Under the new deal, when the U.S. enters into trade agreements with other countries, those countries must agree to: ban child labor and forced labor; guarantee rights to organized labor; and enforce existing national and international environmental law.

The pact also calls for expanded access to generic drugs for developing countries for public health emergencies. The new regulations would be applied to pending trade deals with Panama and Peru, which are involved in bilateral pacts with the U.S., as well as with South Korea and Colombia, where negotiations could prove more complicated.

Joining us to explain what is in this new agreement and its significance is Sherman Katz. He’s a senior associate in the trade, equity and development project at the Carnegie Endowment for International Peace.

Sherman Katz, good to have you with us.

SHERMAN KATZ, Carnegie Endowment for International Peace: Pleasure to be here.

JUDY WOODRUFF: Just to help us all understand, put into layperson’s terms what exactly has been agreed to here by the Democrats and the administration.

SHERMAN KATZ: On labor, the Democrats have been pushing hard for some time that new trade agreements, free-trade agreements, should include the right for labor to bargain collectively, to organize, and a prohibition of forced labor and child labor.

Republicans have resisted this on the ground that this is going to interfere with trade.
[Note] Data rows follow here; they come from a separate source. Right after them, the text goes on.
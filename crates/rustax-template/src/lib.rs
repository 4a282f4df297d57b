//! Path utilities and path template compilation for RustAx.
//!
//! - [`path`]: validation, normalization, and relativization of URL paths.
//! - [`PathTemplate`]: compiles a template such as `/items/{id:\d+}/parts-{part}`
//!   once, then matches concrete paths against it and extracts the captured
//!   segments in left-to-right order.
//!
//! ```
//! use rustax_template::PathTemplate;
//!
//! let template = PathTemplate::compile(r"/items/{id:\d+}/parts-{part}").unwrap();
//! assert_eq!(
//!     template.matches("/items/42/parts-lid/"),
//!     Some(vec!["42".to_owned(), "lid".to_owned()]),
//! );
//! assert_eq!(template.matches("/items/x/parts-lid"), None);
//! ```

mod error;
pub mod path;
mod template;

pub use error::TemplateError;
pub use template::{PathTemplate, Placeholder, is_valid_template};
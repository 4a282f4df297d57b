//! Core types, declaration scanning, and configuration for RustAx.
//!
//! This crate provides the vocabulary shared by the template matcher and the
//! HTTP dispatch layer: normalized media types, HTTP verbs, the annotation
//! scanner used to declare handler metadata as text, and environment-driven
//! configuration.

mod annotations;
mod config;
mod error;
mod types;

pub use annotations::{Annotations, CONSUMES, PATH, PRODUCES};
pub use config::RustAxConfig;
pub use error::{RustAxError, RustAxResult};
pub use types::{MediaType, Verb};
And so Congressman Rangel, Chairman Rangel of House Ways and Means, and Secretary Paulson, Treasury, and U.S. Trade Representative Susan Schwab yesterday agreed that there is a set of principles that they can both accept to incorporate in U.S. trade agreements on that subject.

JUDY WOODRUFF: Now, those are the main features. There was also language in this agreement around pharmaceuticals, generic drugs.
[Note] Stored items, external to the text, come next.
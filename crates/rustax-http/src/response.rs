//! Response value object, handler return values, and rendering to `http`.

use std::collections::BTreeMap;

use bytes::Bytes;
use http::{HeaderName, HeaderValue, StatusCode};
use http_body_util::Full;
use serde_json::Value;

/// Body type of rendered responses. Bodies are always buffered.
pub type ResponseBody = Full<Bytes>;

/// Content type of the generic error bodies.
pub const ERROR_CONTENT_TYPE: &str = "text/plain; charset=utf-8";

/// A response body before rendering.
#[derive(Debug, Clone, PartialEq)]
pub enum Payload {
    /// A value still to be marshalled by a serializer.
    Value(Value),
    /// Bytes that are sent as they are.
    Raw(Bytes),
}

/// A structured response: status, headers, and an optional body.
///
/// Header names are stored as given. They are only validated (and
/// lower-cased) when the response is rendered with [`Response::into_http`].
#[derive(Debug, Clone, PartialEq)]
pub struct Response {
    status: StatusCode,
    headers: BTreeMap<String, String>,
    body: Option<Payload>,
}

impl Response {
    /// An empty response with the given status.
    #[must_use]
    pub fn new(status: StatusCode) -> Self {
        Self {
            status,
            headers: BTreeMap::new(),
            body: None,
        }
    }

    /// A `200 OK` carrying `value`. `null` means no body.
    #[must_use]
    pub fn ok(value: Value) -> Self {
        let body = (!value.is_null()).then_some(Payload::Value(value));
        Self {
            body,
            ..Self::new(StatusCode::OK)
        }
    }

    /// A generic error response whose body is the canonical reason phrase.
    #[must_use]
    pub fn error(status: StatusCode) -> Self {
        let reason = status.canonical_reason().unwrap_or("Error");
        Self::new(status)
            .with_header("Content-Type", ERROR_CONTENT_TYPE)
            .with_body(Payload::Raw(Bytes::from_static(reason.as_bytes())))
    }

    /// Builder-style [`Response::set_header`].
    #[must_use]
    pub fn with_header(mut self, name: impl Into<String>, value: impl Into<String>) -> Self {
        self.set_header(name, value);
        self
    }

    /// Builder-style [`Response::set_body`].
    #[must_use]
    pub fn with_body(mut self, body: Payload) -> Self {
        self.body = Some(body);
        self
    }

    /// The status code.
    #[must_use]
    pub fn status(&self) -> StatusCode {
        self.status
    }

    /// All headers.
    #[must_use]
    pub fn headers(&self) -> &BTreeMap<String, String> {
        &self.headers
    }

    /// A header by its exact name.
    #[must_use]
    pub fn header(&self, name: &str) -> Option<&str> {
        self.headers.get(name).map(String::as_str)
    }

    /// Set a header, replacing any previous value under the same name.
    pub fn set_header(&mut self, name: impl Into<String>, value: impl Into<String>) {
        self.headers.insert(name.into(), value.into());
    }

    /// Remove every header whose name equals `name` ignoring ASCII case.
    /// Returns the value of the last one removed.
    pub fn remove_header(&mut self, name: &str) -> Option<String> {
        let names: Vec<_> = self
            .headers
            .keys()
            .filter(|key| key.eq_ignore_ascii_case(name))
            .cloned()
            .collect();
        names
            .into_iter()
            .filter_map(|key| self.headers.remove(&key))
            .last()
    }

    /// The body, if any.
    #[must_use]
    pub fn body(&self) -> Option<&Payload> {
        self.body.as_ref()
    }

    /// The body when it is already raw bytes.
    #[must_use]
    pub fn raw_body(&self) -> Option<&Bytes> {
        match &self.body {
            Some(Payload::Raw(bytes)) => Some(bytes),
            _ => None,
        }
    }

    /// Replace the body.
    pub fn set_body(&mut self, body: Option<Payload>) {
        self.body = body;
    }

    /// Remove and return the body.
    pub fn take_body(&mut self) -> Option<Payload> {
        self.body.take()
    }

    /// Render to an `http::Response`.
    ///
    /// A [`Payload::Value`] that was never marshalled is written as JSON.
    /// Headers that are not valid HTTP are dropped with a warning.
    #[must_use]
    pub fn into_http(self) -> http::Response<ResponseBody> {
        let bytes = match self.body {
            Some(Payload::Raw(bytes)) => bytes,
            Some(Payload::Value(value)) => Bytes::from(value.to_string()),
            None => Bytes::new(),
        };

        let mut response = http::Response::new(Full::new(bytes));
        *response.status_mut() = self.status;
        for (name, value) in self.headers {
            match (
                HeaderName::from_bytes(name.as_bytes()),
                HeaderValue::from_str(&value),
            ) {
                (Ok(name), Ok(value)) => {
                    response.headers_mut().insert(name, value);
                }
                _ => tracing::warn!(header = %name, "dropping invalid response header"),
            }
        }
        response
    }
}

/// What a handler method returns: a bare value, wrapped into `200 OK` by the
/// dispatcher, or a complete [`Response`].
#[derive(Debug, Clone, PartialEq)]
pub enum Reply {
    /// A bare return value.
    Value(Value),
    /// A structured response, used as is.
    Response(Response),
}

impl Reply {
    /// The structured response for this reply.
    #[must_use]
    pub fn into_response(self) -> Response {
        match self {
            Self::Value(value) => Response::ok(value),
            Self::Response(response) => response,
        }
    }
}

impl From<Value> for Reply {
    fn from(value: Value) -> Self {
        Self::Value(value)
    }
}

impl From<Response> for Reply {
    fn from(response: Response) -> Self {
        Self::Response(response)
    }
}

impl From<()> for Reply {
    fn from((): ()) -> Self {
        Self::Value(Value::Null)
    }
}

impl From<String> for Reply {
    fn from(value: String) -> Self {
        Self::Value(Value::String(value))
    }
}

impl From<&str> for Reply {
    fn from(value: &str) -> Self {
        Self::Value(Value::String(value.to_owned()))
    }
}
//! Configuration management for RustAx.
//!
//! All configuration is driven by environment variables.

/// Global configuration for RustAx.
#[derive(Debug, Clone, serde::Serialize, serde::Deserialize)]
#[serde(rename_all = "camelCase")]
pub struct RustAxConfig {
    /// Bind address for the server.
    pub listen: String,
    /// API root under which every endpoint base path is resolved.
    pub base_path: String,
    /// Log level.
    pub log_level: String,
    /// Emit logs as JSON lines instead of text.
    pub json_logs: bool,
    /// Largest request body the HTTP service will buffer.
    pub max_body_bytes: usize,
}

impl Default for RustAxConfig {
    fn default() -> Self {
        Self {
            listen: "0.0.0.0:8080".to_owned(),
            base_path: "/".to_owned(),
            log_level: "info".to_owned(),
            json_logs: false,
            max_body_bytes: 2 * 1024 * 1024,
        }
    }
}

impl RustAxConfig {
    /// Load configuration from environment variables.
    ///
    /// Unset or unparsable variables keep their defaults.
    #[must_use]
    pub fn from_env() -> Self {
        Self::from_lookup(|key| std::env::var(key).ok())
    }

    /// Load configuration from an arbitrary key lookup.
    #[must_use]
    pub fn from_lookup(lookup: impl Fn(&str) -> Option<String>) -> Self {
        let mut config = Self::default();

        if let Some(v) = lookup("RUSTAX_LISTEN") {
            config.listen = v;
        }
        if let Some(v) = lookup("RUSTAX_BASE_PATH") {
            config.base_path = v;
        }
        if let Some(v) = lookup("LOG_LEVEL") {
            config.log_level = v;
        }
        if let Some(v) = lookup("RUSTAX_LOG_FORMAT") {
            match v.trim().to_ascii_lowercase().as_str() {
                "json" => config.json_logs = true,
                "text" => config.json_logs = false,
                _ => tracing::warn!(value = %v, "ignoring unknown RUSTAX_LOG_FORMAT"),
            }
        }
        if let Some(v) = lookup("RUSTAX_MAX_BODY_BYTES") {
            match v.trim().parse() {
                Ok(n) => config.max_body_bytes = n,
                Err(_) => tracing::warn!(value = %v, "ignoring invalid RUSTAX_MAX_BODY_BYTES"),
            }
        }

        config
    }
}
SHERMAN KATZ: Correct. The problem always for policymakers on patents versus generic drugs is, how much should we reward people who’ve invented drugs? And how much interest do we need to give to poor people who need to have access to drugs?

And the Democrats have insisted that trade agreements should expand the opportunity for people in poor countries to have access to generic drugs earlier.

Agreements on the environment

Sherman Katz
Carnegie Endowment for Int. Peace
It's been the contention of labor that, when goods come from countries that have no unions or child labor, of course it's tough for Americans to compete.

JUDY WOODRUFF: There was also environmental language in here.

SHERMAN KATZ: Correct. Now we have provisions in trade agreements, we will have in FTAs, concerning seven extremely important international agreements on the environment -- one on endangered species, another on the ozone, another on wetlands -- in which we say, in these principles, nothing in this trade agreement that we're doing will interfere with these major agreements.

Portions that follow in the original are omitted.